> **DATA FOR REVIEW**
::::::::
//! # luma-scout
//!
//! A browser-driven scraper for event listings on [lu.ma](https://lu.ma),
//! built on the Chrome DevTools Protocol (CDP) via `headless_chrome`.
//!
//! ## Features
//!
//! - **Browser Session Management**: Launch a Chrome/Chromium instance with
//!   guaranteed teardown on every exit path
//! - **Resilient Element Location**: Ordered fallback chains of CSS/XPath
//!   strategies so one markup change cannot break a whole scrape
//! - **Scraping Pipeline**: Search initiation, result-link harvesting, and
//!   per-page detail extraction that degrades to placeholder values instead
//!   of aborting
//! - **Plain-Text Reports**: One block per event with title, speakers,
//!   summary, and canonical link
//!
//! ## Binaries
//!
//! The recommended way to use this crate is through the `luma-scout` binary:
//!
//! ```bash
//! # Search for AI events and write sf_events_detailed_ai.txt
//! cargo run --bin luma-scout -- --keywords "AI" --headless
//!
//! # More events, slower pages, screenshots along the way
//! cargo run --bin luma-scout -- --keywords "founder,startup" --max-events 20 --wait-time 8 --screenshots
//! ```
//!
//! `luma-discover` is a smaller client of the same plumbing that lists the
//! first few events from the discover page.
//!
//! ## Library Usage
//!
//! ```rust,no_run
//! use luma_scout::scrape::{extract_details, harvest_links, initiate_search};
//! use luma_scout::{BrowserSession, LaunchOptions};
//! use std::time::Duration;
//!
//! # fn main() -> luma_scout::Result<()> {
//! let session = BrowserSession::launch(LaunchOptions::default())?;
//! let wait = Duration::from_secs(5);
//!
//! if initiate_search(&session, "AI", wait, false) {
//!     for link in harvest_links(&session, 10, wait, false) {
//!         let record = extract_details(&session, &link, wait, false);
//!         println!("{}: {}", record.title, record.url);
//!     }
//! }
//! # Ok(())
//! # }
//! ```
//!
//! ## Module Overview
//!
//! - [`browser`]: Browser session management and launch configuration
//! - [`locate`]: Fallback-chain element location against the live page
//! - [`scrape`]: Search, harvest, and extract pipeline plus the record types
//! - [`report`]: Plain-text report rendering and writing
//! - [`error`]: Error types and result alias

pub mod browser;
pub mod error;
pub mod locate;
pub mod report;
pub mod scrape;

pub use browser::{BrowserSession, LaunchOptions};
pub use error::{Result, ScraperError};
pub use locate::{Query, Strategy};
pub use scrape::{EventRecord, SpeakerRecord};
::::::::
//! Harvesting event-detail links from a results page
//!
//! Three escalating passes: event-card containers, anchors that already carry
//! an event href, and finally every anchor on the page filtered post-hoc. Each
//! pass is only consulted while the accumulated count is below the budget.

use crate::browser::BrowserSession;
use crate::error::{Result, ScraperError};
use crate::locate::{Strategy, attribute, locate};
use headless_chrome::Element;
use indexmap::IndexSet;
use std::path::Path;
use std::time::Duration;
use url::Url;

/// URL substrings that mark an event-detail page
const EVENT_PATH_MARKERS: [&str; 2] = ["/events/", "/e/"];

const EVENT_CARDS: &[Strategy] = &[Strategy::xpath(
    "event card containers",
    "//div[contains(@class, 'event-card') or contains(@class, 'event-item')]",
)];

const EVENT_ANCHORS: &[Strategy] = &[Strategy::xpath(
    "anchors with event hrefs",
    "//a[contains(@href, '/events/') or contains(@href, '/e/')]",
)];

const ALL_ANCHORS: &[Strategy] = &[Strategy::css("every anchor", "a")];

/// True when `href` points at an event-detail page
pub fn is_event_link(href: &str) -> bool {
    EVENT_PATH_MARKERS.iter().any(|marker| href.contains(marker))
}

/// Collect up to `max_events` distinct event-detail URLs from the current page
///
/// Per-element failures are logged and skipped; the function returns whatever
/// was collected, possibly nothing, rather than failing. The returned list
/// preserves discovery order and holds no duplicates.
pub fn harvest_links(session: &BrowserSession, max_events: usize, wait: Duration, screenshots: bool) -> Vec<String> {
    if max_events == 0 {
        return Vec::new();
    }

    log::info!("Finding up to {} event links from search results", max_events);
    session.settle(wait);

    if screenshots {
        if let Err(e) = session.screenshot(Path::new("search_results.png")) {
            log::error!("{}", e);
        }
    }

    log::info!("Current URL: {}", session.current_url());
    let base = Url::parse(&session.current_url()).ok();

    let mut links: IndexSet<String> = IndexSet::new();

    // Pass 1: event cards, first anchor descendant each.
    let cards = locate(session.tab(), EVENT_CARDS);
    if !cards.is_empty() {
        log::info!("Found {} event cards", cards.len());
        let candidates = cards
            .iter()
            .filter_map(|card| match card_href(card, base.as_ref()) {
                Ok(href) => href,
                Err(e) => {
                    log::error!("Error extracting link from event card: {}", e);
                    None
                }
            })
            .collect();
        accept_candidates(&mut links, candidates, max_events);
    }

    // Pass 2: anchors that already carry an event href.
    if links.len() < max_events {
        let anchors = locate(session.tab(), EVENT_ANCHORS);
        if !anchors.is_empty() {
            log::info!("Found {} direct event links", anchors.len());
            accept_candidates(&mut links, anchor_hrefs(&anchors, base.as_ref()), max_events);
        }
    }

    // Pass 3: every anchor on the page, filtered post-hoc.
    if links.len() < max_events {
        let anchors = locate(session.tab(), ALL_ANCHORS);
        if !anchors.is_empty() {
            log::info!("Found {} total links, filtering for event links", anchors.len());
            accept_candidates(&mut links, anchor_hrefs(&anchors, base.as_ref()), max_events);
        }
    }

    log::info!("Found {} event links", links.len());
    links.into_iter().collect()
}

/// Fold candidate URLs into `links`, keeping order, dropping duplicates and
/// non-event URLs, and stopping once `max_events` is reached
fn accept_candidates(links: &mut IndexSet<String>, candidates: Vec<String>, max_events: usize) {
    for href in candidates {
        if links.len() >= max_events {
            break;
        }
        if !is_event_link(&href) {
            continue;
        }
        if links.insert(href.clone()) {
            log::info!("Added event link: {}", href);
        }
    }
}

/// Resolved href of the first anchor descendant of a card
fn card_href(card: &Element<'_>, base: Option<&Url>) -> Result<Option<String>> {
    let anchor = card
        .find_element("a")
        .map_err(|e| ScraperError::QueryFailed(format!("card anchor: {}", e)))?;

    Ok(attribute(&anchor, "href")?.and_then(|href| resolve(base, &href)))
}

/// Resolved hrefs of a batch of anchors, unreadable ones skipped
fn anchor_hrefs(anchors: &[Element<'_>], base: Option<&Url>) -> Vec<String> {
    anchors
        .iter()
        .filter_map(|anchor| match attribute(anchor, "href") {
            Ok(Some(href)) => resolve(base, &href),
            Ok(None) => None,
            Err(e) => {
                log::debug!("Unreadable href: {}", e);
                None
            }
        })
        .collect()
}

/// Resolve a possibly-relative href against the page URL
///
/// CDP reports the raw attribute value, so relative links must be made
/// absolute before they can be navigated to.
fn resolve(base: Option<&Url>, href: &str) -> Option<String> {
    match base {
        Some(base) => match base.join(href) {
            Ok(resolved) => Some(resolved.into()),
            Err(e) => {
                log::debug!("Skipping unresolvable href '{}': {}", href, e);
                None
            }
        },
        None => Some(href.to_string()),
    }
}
::::::::
> **WHAT THE TASK ASKS**
Look in the material above for the line with "let cards = locate(session.tab(), EVENT_CARDS);" and the line with "let anchors = locate(session.tab(), EVENT_ANCHORS);", and transcribe exactly those lines and all lines between them, nothing more.

> **EXERCISE SOLUTION**
    let cards = locate(session.tab(), EVENT_CARDS);
    if !cards.is_empty() {
        log::info!("Found {} event cards", cards.len());
        let candidates = cards
            .iter()
            .filter_map(|card| match card_href(card, base.as_ref()) {
                Ok(href) => href,
                Err(e) => {
                    log::error!("Error extracting link from event card: {}", e);
                    None
                }
            })
            .collect();
        accept_candidates(&mut links, candidates, max_events);
    }

    // Pass 2: anchors that already carry an event href.
    if links.len() < max_events {
        let anchors = locate(session.tab(), EVENT_ANCHORS);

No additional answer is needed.